- Alvanovo
- Alvanovo Alvanovo village on the map of Bulgaria, Targovishte province
- Coordinates: 43°17′52″N 26°40′10″E﻿ / ﻿43.29765°N 26.669555°E
- Country: Bulgaria
- Province: Targovishte
- Municipality: Targovishte Municipality

Area
- • Total: 14.86 km^{2} (5.74 sq mi)
- Elevation: 154 m (505 ft)

Population
- • Total: 166
- Area code: 06025

= Alvanovo =

Alvanovo is a village in Northern Bulgaria. The village is in Targovishte Municipality, Targovishte Province. Аccording to the numbers provided by the 2020 Bulgarian census, Alvanovo currently has a population of 166 people with a permanent address registration in the settlement.

== Geography ==
Alvanovo village is located in Municipality Targovishte, 10 kilometers away from Targovishte and 9 kilometers away from Loznitsa. The village is near the Sofia–Varna highway.

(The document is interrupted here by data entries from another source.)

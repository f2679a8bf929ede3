//! Admin gate: password login sessions and OAuth email allow-listing.

use std::{
    collections::HashMap,
    future::{ready, Ready},
    sync::Mutex,
    time::{Duration, Instant},
};

use actix_web::{dev::Payload, http::header, web, FromRequest, HttpRequest};
use log::warn;
use sha2::{Digest, Sha256};
use uuid::Uuid;

use crate::{
    config::Config,
    error::ServiceError,
    identity::{self, AUTH_EMAIL_HEADER, PROXY_SECRET_HEADER},
};

/// Lowercase hex SHA-256, the format stored in `admin_passwords`.
pub fn hash_password(password: &str) -> String {
    format!("{:x}", Sha256::digest(password.as_bytes()))
}

/// Longest session lifetime accepted from configuration.
pub const MAX_SESSION_TTL: Duration = Duration::from_secs(30 * 24 * 60 * 60);

/// Live admin session tokens.
pub struct AdminSessions {
    ttl: Duration,
    tokens: Mutex<HashMap<Uuid, Instant>>,
}

impl AdminSessions {
    pub fn new(ttl: Duration) -> Self {
        Self {
            ttl: ttl.min(MAX_SESSION_TTL),
            tokens: Mutex::new(HashMap::new()),
        }
    }

    pub fn ttl(&self) -> Duration {
        self.ttl
    }

    pub fn issue(&self) -> Uuid {
        let token = Uuid::new_v4();
        let now = Instant::now();
        let expires_at = now.checked_add(self.ttl).unwrap_or(now);
        self.lock().insert(token, expires_at);
        token
    }

    pub fn is_valid(&self, token: &Uuid) -> bool {
        let mut tokens = self.lock();
        match tokens.get(token).copied() {
            Some(expires_at) if expires_at > Instant::now() => true,
            Some(_) => {
                tokens.remove(token);
                false
            }
            None => false,
        }
    }

    /// Drops expired tokens, returning how many were removed.
    pub fn purge_expired(&self) -> usize {
        let now = Instant::now();
        let mut tokens = self.lock();
        let before = tokens.len();
        tokens.retain(|_, expires_at| *expires_at > now);
        before - tokens.len()
    }

    fn lock(&self) -> std::sync::MutexGuard<'_, HashMap<Uuid, Instant>> {
        // a poisoned map only holds tokens, keep serving
        self.tokens.lock().unwrap_or_else(|poisoned| poisoned.into_inner())
    }
}

#[derive(Debug, Clone, Copy, PartialEq, Eq)]
pub enum AdminSession {
    Token(Uuid),
    AllowListedEmail,
}

fn bearer_token(req: &HttpRequest) -> Option<&str> {
    req.headers()
        .get(header::AUTHORIZATION)
        .and_then(|v| v.to_str().ok())
        .and_then(|v| v.strip_prefix("Bearer "))
        .map(str::trim)
}

fn authorize(req: &HttpRequest) -> Result<AdminSession, ServiceError> {
    if let Some(raw) = bearer_token(req) {
        let sessions = req.app_data::<web::Data<AdminSessions>>();
        return match (Uuid::parse_str(raw), sessions) {
            (Ok(token), Some(sessions)) if sessions.is_valid(&token) => Ok(AdminSession::Token(token)),
            _ => {
                warn!("rejected admin request with unknown or expired token");
                Err(ServiceError::MissingIdentity)
            }
        };
    }

    if let Some(email) = identity::header(req, AUTH_EMAIL_HEADER) {
        let presented = identity::header(req, PROXY_SECRET_HEADER);
        let allowed = req
            .app_data::<web::Data<Config>>()
            .is_some_and(|config| config.proxy_secret_matches(presented) && config.is_admin_email(email));
        if allowed {
            return Ok(AdminSession::AllowListedEmail);
        }
        warn!("rejected admin request from non-admin email");
    }

    Err(ServiceError::MissingIdentity)
}

impl FromRequest for AdminSession {
    type Error = ServiceError;
    type Future = Ready<Result<Self, Self::Error>>;

    fn from_request(req: &HttpRequest, _payload: &mut Payload) -> Self::Future {
        ready(authorize(req))
    }
}
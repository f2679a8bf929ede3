use actix_web::{delete, error, get, post, put, web, HttpResponse};
use log::{info, warn};
use uuid::Uuid;

use crate::{
    actions, admission,
    auth::{AdminSession, AdminSessions},
    catalog::{Catalog, ReservationType},
    error::{Res, ServiceError},
    identity::Identity,
    lottery,
    models::{self, LotteryResponse},
    selection::EventFilter,
    DbPool,
};

type ApiResult = Result<HttpResponse, ServiceError>;

fn message(text: &str) -> Res {
    Res {
        message: text.to_string(),
    }
}

#[get("/catalog/events")]
async fn list_events(catalog: web::Data<Catalog>, filter: web::Query<EventFilter>) -> HttpResponse {
    HttpResponse::Ok().json(filter.apply(&catalog.events))
}

#[get("/catalog/events/{event_id}")]
async fn get_event(catalog: web::Data<Catalog>, path: web::Path<i32>) -> ApiResult {
    let event = catalog.event(path.into_inner()).ok_or(ServiceError::NotFound("企画"))?;
    Ok(HttpResponse::Ok().json(event))
}

#[get("/catalog/goods")]
async fn list_goods(catalog: web::Data<Catalog>) -> HttpResponse {
    HttpResponse::Ok().json(&catalog.goods)
}

#[get("/catalog/news")]
async fn list_news(catalog: web::Data<Catalog>) -> HttpResponse {
    let mut news: Vec<_> = catalog.news.iter().collect();
    news.sort_by(|a, b| b.date.cmp(&a.date).then(b.id.cmp(&a.id)));
    HttpResponse::Ok().json(news)
}

#[get("/catalog/timetable")]
async fn list_timetable(catalog: web::Data<Catalog>) -> HttpResponse {
    HttpResponse::Ok().json(&catalog.timetable)
}

#[get("/catalog/hints")]
async fn list_hints(catalog: web::Data<Catalog>) -> HttpResponse {
    HttpResponse::Ok().json(&catalog.hints)
}

#[post("/riddles/{hint_id}/answer")]
async fn answer_riddle(
    catalog: web::Data<Catalog>,
    path: web::Path<i32>,
    form: web::Json<models::RiddleAnswerRequest>,
) -> ApiResult {
    let hint = catalog.hint(path.into_inner()).ok_or(ServiceError::NotFound("謎"))?;
    Ok(HttpResponse::Ok().json(models::RiddleAnswerResponse {
        correct: hint.is_answer(&form.answer),
    }))
}

#[get("/events/{event_id}/availability")]
async fn event_availability(pool: web::Data<DbPool>, catalog: web::Data<Catalog>, path: web::Path<i32>) -> ApiResult {
    let ev_id = path.into_inner();
    let event = catalog.event(ev_id).ok_or(ServiceError::NotFound("企画"))?;
    if event.reservation_type != ReservationType::FirstCome {
        return Err(ServiceError::validation("抽選制の企画には空き状況がありません"));
    }

    let counts = web::block(move || {
        let mut conn = pool.get()?;
        actions::slot_counts(&mut conn, ev_id)
    })
    .await??;

    Ok(HttpResponse::Ok().json(admission::availability(event, &counts)))
}

#[get("/now-showing")]
async fn list_now_showing(pool: web::Data<DbPool>) -> ApiResult {
    let flags = web::block(move || {
        let mut conn = pool.get()?;
        actions::list_now_showing(&mut conn)
    })
    .await??;

    Ok(HttpResponse::Ok().json(flags))
}

#[post("/reservations")]
async fn create_reservation(
    identity: Identity,
    pool: web::Data<DbPool>,
    catalog: web::Data<Catalog>,
    form: web::Json<models::ReserveRequest>,
) -> ApiResult {
    let form = form.into_inner();
    let name = admission::validate_user_name(&form.user_name)?;
    admission::first_come_event(&catalog, form.event_id, &form.event_time)?;

    let user_id = identity.user_id;
    let ev_id = form.event_id;
    let reservation = web::block(move || {
        let mut conn = pool.get()?;
        actions::reserve_slot(&mut conn, form.event_id, &form.event_time, user_id, &name)
    })
    .await?
    .inspect_err(|e| match e {
        ServiceError::SlotFull { event_id, event_time } => {
            warn!("event {event_id} at {event_time} is full, rejected {user_id}")
        }
        ServiceError::AlreadyReserved => warn!("{user_id} already holds a reservation for event {ev_id}"),
        _ => {}
    })?;

    info!(
        "reservation {} created for event {} at {} ({:?})",
        reservation.id, reservation.event_id, reservation.event_time, identity.source
    );

    Ok(HttpResponse::Created().json(models::ReservationResponse {
        message: "予約が完了しました".to_string(),
        reservation,
    }))
}

#[get("/reservations/me")]
async fn my_reservations(identity: Identity, pool: web::Data<DbPool>) -> ApiResult {
    let rows = web::block(move || {
        let mut conn = pool.get()?;
        actions::list_user_reservations(&mut conn, identity.user_id)
    })
    .await??;

    Ok(HttpResponse::Ok().json(rows))
}

#[put("/reservations/{reservation_id}")]
async fn change_reservation(
    identity: Identity,
    pool: web::Data<DbPool>,
    catalog: web::Data<Catalog>,
    path: web::Path<Uuid>,
    form: web::Json<models::ChangeReservationRequest>,
) -> ApiResult {
    let reservation_id = path.into_inner();
    let form = form.into_inner();
    admission::first_come_event(&catalog, form.event_id, &form.event_time)?;

    let reservation = web::block(move || {
        let mut conn = pool.get()?;
        actions::change_reservation(&mut conn, reservation_id, identity.user_id, form.event_id, &form.event_time)
    })
    .await??;

    info!(
        "reservation {} moved to event {} at {}",
        reservation.id, reservation.event_id, reservation.event_time
    );

    Ok(HttpResponse::Ok().json(models::ReservationResponse {
        message: "予約を変更しました".to_string(),
        reservation,
    }))
}

#[delete("/reservations/{reservation_id}")]
async fn cancel_reservation(identity: Identity, pool: web::Data<DbPool>, path: web::Path<Uuid>) -> ApiResult {
    let reservation_id = path.into_inner();

    web::block(move || {
        let mut conn = pool.get()?;
        actions::cancel_reservation(&mut conn, reservation_id, identity.user_id)
    })
    .await??;

    info!("reservation {reservation_id} canceled");
    Ok(HttpResponse::Ok().json(message("予約をキャンセルしました")))
}

#[post("/lottery")]
async fn submit_lottery(
    identity: Identity,
    pool: web::Data<DbPool>,
    catalog: web::Data<Catalog>,
    form: web::Json<models::LotteryRequest>,
) -> ApiResult {
    let form = form.into_inner();
    let name = admission::validate_user_name(&form.user_name)?;
    lottery::validate_wishes(&catalog, &form.wishes)?;

    let application = web::block(move || {
        let mut conn = pool.get()?;
        actions::upsert_lottery_application(&mut conn, identity.user_id, &name, &form.wishes)
    })
    .await??;

    info!("lottery application saved for {}", application.user_id);
    Ok(HttpResponse::Ok().json(LotteryResponse::try_from(application)?))
}

#[get("/lottery/me")]
async fn my_lottery(identity: Identity, pool: web::Data<DbPool>) -> ApiResult {
    let application = web::block(move || {
        let mut conn = pool.get()?;
        actions::get_lottery_application(&mut conn, identity.user_id)
    })
    .await??
    .ok_or(ServiceError::NotFound("抽選の応募"))?;

    Ok(HttpResponse::Ok().json(LotteryResponse::try_from(application)?))
}

#[post("/admin/login")]
async fn admin_login(
    pool: web::Data<DbPool>,
    sessions: web::Data<AdminSessions>,
    form: web::Json<models::AdminLoginRequest>,
) -> ApiResult {
    let password = form.into_inner().password;
    if password.is_empty() {
        return Err(ServiceError::InvalidCredentials);
    }

    let matched = web::block(move || {
        let mut conn = pool.get()?;
        actions::verify_admin_password(&mut conn, &password)
    })
    .await??;

    if !matched {
        warn!("admin login failed");
        return Err(ServiceError::InvalidCredentials);
    }

    let token = sessions.issue();
    info!("admin session issued");

    Ok(HttpResponse::Ok().json(models::AdminLoginResponse {
        token,
        expires_in: sessions.ttl().as_secs(),
    }))
}

#[get("/admin/reservations")]
async fn admin_reservations(
    admin: AdminSession,
    pool: web::Data<DbPool>,
    query: web::Query<models::ReservationQuery>,
) -> ApiResult {
    let ev_id = query.event_id;
    log::debug!("{admin:?} listing reservations");
    let rows = web::block(move || {
        let mut conn = pool.get()?;
        actions::list_reservations(&mut conn, ev_id)
    })
    .await??;

    Ok(HttpResponse::Ok().json(rows))
}

#[get("/admin/lottery")]
async fn admin_lottery(_admin: AdminSession, pool: web::Data<DbPool>) -> ApiResult {
    let rows = web::block(move || {
        let mut conn = pool.get()?;
        actions::list_lottery_applications(&mut conn)
    })
    .await??;

    let applications = rows
        .into_iter()
        .map(LotteryResponse::try_from)
        .collect::<Result<Vec<_>, _>>()?;

    Ok(HttpResponse::Ok().json(applications))
}

#[put("/admin/now-showing/{event_id}")]
async fn admin_set_now_showing(
    admin: AdminSession,
    pool: web::Data<DbPool>,
    catalog: web::Data<Catalog>,
    path: web::Path<i32>,
    form: web::Json<models::NowShowingRequest>,
) -> ApiResult {
    let ev_id = path.into_inner();
    catalog.event(ev_id).ok_or(ServiceError::NotFound("企画"))?;
    let showing = form.is_showing;

    let flag = web::block(move || {
        let mut conn = pool.get()?;
        actions::set_now_showing(&mut conn, ev_id, showing)
    })
    .await??;

    info!("event {} now showing: {} (set by {:?})", flag.event_id, flag.is_showing, admin);
    Ok(HttpResponse::Ok().json(flag))
}

fn json_config() -> web::JsonConfig {
    web::JsonConfig::default().error_handler(|err, _req| {
        let detail = err.to_string();
        let response = match err {
            error::JsonPayloadError::ContentType => {
                HttpResponse::UnsupportedMediaType().json(message("Content-Type は application/json にしてください"))
            }
            error::JsonPayloadError::Deserialize(ref err) => {
                HttpResponse::BadRequest().json(Res { message: err.to_string() })
            }
            _ => HttpResponse::BadRequest().json(Res { message: detail }),
        };
        error::InternalError::from_response(err, response).into()
    })
}

fn query_config() -> web::QueryConfig {
    web::QueryConfig::default().error_handler(|err, _req| {
        let response = HttpResponse::BadRequest().json(Res { message: err.to_string() });
        error::InternalError::from_response(err, response).into()
    })
}

pub fn configure(cfg: &mut web::ServiceConfig) {
    cfg.app_data(json_config())
        .app_data(query_config())
        .service(list_events)
        .service(get_event)
        .service(list_goods)
        .service(list_news)
        .service(list_timetable)
        .service(list_hints)
        .service(answer_riddle)
        .service(event_availability)
        .service(list_now_showing)
        .service(create_reservation)
        .service(my_reservations)
        .service(change_reservation)
        .service(cancel_reservation)
        .service(submit_lottery)
        .service(my_lottery)
        .service(admin_login)
        .service(admin_reservations)
        .service(admin_lottery)
        .service(admin_set_now_showing);
}
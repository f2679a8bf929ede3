use std::future::{ready, Ready};

use actix_web::{dev::Payload, web, FromRequest, HttpRequest};
use uuid::Uuid;

use crate::{config::Config, error::ServiceError};

pub const USER_ID_HEADER: &str = "x-user-id";
pub const AUTH_EMAIL_HEADER: &str = "x-auth-email";
pub const PROXY_SECRET_HEADER: &str = "x-proxy-secret";

#[derive(Debug, Clone, Copy, PartialEq, Eq)]
pub enum IdentitySource {
    /// A user row from the database session.
    SessionUser,
    /// An OAuth session email mapped through UUID v5.
    OAuthEmail,
}

/// The stable owner key for reservations and lottery applications.
#[derive(Debug, Clone, Copy, PartialEq, Eq)]
pub struct Identity {
    pub user_id: Uuid,
    pub source: IdentitySource,
}

/// Deterministic user id for an OAuth email.
pub fn user_id_from_email(namespace: &Uuid, email: &str) -> Uuid {
    let normalized = email.trim().to_lowercase();
    Uuid::new_v5(namespace, normalized.as_bytes())
}

pub fn parse_user_id(raw: &str) -> Result<Uuid, ServiceError> {
    Uuid::parse_str(raw.trim()).map_err(|_| ServiceError::InvalidUserId)
}

impl Identity {
    pub fn resolve(
        session_user: Option<&str>,
        oauth_email: Option<&str>,
        namespace: &Uuid,
    ) -> Result<Self, ServiceError> {
        if let Some(raw) = session_user.filter(|s| !s.trim().is_empty()) {
            return Ok(Identity {
                user_id: parse_user_id(raw)?,
                source: IdentitySource::SessionUser,
            });
        }

        match oauth_email.map(str::trim).filter(|s| !s.is_empty()) {
            Some(email) if email.contains('@') => Ok(Identity {
                user_id: user_id_from_email(namespace, email),
                source: IdentitySource::OAuthEmail,
            }),
            Some(_) => Err(ServiceError::InvalidUserId),
            None => Err(ServiceError::MissingIdentity),
        }
    }
}

pub(crate) fn header<'a>(req: &'a HttpRequest, name: &str) -> Option<&'a str> {
    req.headers().get(name).and_then(|v| v.to_str().ok())
}

impl FromRequest for Identity {
    type Error = ServiceError;
    type Future = Ready<Result<Self, Self::Error>>;

    fn from_request(req: &HttpRequest, _payload: &mut Payload) -> Self::Future {
        let namespace = req
            .app_data::<web::Data<Config>>()
            .map(|config| config.identity_namespace)
            .unwrap_or(crate::config::DEFAULT_IDENTITY_NAMESPACE);

        let session_user = match req.headers().get(USER_ID_HEADER).map(|v| v.to_str()) {
            Some(Err(_)) => return ready(Err(ServiceError::InvalidUserId)),
            Some(Ok(raw)) => Some(raw),
            None => None,
        };

        ready(Identity::resolve(session_user, header(req, AUTH_EMAIL_HEADER), &namespace))
    }
}
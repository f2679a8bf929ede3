use std::{env, fmt::Display, path::PathBuf, str::FromStr, time::Duration};

use log::info;
use uuid::Uuid;

use crate::{auth::MAX_SESSION_TTL, error::ConfigError};

/// Namespace used to derive user ids from OAuth emails when
/// `IDENTITY_NAMESPACE` is not set.
pub const DEFAULT_IDENTITY_NAMESPACE: Uuid = Uuid::from_u128(0x6ba7b811_9dad_11d1_80b4_00c04fd430c8);

#[derive(Debug, Clone)]
pub struct Config {
    pub database_url: String,
    pub host: String,
    pub port: u16,
    pub data_dir: PathBuf,
    pub pool_size: u32,
    pub identity_namespace: Uuid,
    pub admin_emails: Vec<String>,
    /// When set, allow-listed emails only count alongside a matching
    /// `X-Proxy-Secret` header.
    pub admin_proxy_secret: Option<String>,
    pub admin_session_ttl: Duration,
}

impl Config {
    pub fn from_env() -> Result<Self, ConfigError> {
        Self::from_lookup(|key| env::var(key).ok())
    }

    pub fn from_lookup<F>(lookup: F) -> Result<Self, ConfigError>
    where
        F: Fn(&str) -> Option<String>,
    {
        let database_url = lookup("DATABASE_URL")
            .filter(|url| !url.trim().is_empty())
            .ok_or(ConfigError::Missing("DATABASE_URL"))?;

        let admin_emails: Vec<String> = lookup("ADMIN_EMAILS")
            .map(|raw| {
                raw.split(',')
                    .map(|email| email.trim().to_lowercase())
                    .filter(|email| !email.is_empty())
                    .collect()
            })
            .unwrap_or_default();

        let pool_size: u32 = parse_or(&lookup, "DB_POOL_SIZE", 10)?;
        if pool_size == 0 {
            return Err(ConfigError::Invalid {
                key: "DB_POOL_SIZE",
                reason: "must be greater than 0".to_string(),
            });
        }

        let admin_session_ttl = Duration::from_secs(parse_or(&lookup, "ADMIN_SESSION_TTL_SECS", 3600)?);
        if admin_session_ttl > MAX_SESSION_TTL {
            return Err(ConfigError::Invalid {
                key: "ADMIN_SESSION_TTL_SECS",
                reason: format!("must be at most {} seconds", MAX_SESSION_TTL.as_secs()),
            });
        }

        Ok(Self {
            database_url,
            host: lookup("HOST").unwrap_or_else(|| "127.0.0.1".to_string()),
            port: parse_or(&lookup, "PORT", 8080)?,
            data_dir: lookup("DATA_DIR").map(PathBuf::from).unwrap_or_else(|| PathBuf::from("data")),
            pool_size,
            identity_namespace: parse_or(&lookup, "IDENTITY_NAMESPACE", DEFAULT_IDENTITY_NAMESPACE)?,
            admin_emails,
            admin_proxy_secret: lookup("ADMIN_PROXY_SECRET").filter(|secret| !secret.trim().is_empty()),
            admin_session_ttl,
        })
    }

    /// True when the request carried the configured proxy secret, or none is configured.
    pub fn proxy_secret_matches(&self, presented: Option<&str>) -> bool {
        match &self.admin_proxy_secret {
            Some(secret) => presented == Some(secret.as_str()),
            None => true,
        }
    }

    pub fn is_admin_email(&self, email: &str) -> bool {
        let email = email.trim().to_lowercase();
        self.admin_emails.iter().any(|admin| *admin == email)
    }
}

fn parse_or<F, T>(lookup: &F, key: &'static str, default: T) -> Result<T, ConfigError>
where
    F: Fn(&str) -> Option<String>,
    T: FromStr + Display,
    T::Err: Display,
{
    match lookup(key) {
        Some(raw) => raw.trim().parse().map_err(|e: T::Err| ConfigError::Invalid {
            key,
            reason: e.to_string(),
        }),
        None => {
            info!("{key} not set, using default: {default}");
            Ok(default)
        }
    }
}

The village has an average elevation of 154 meters above sea level. The climate is continental, while the highest and lowest temperatures for the area have been measured exactly in this village.

== Infrastructure ==
Alvanovo is the first village in Bulgaria with an online library. In 2011 the website library was built and became online.

Two years later, in 2013, the village created an online virtual museum.

=== Buildings ===

- The church "Sveta Troika" was built in 1896.
- The local school "Sv. Sv. Kiril I Metodii" was built in 1854.

== Ethnicity ==
According to the Bulgarian population census in 2011.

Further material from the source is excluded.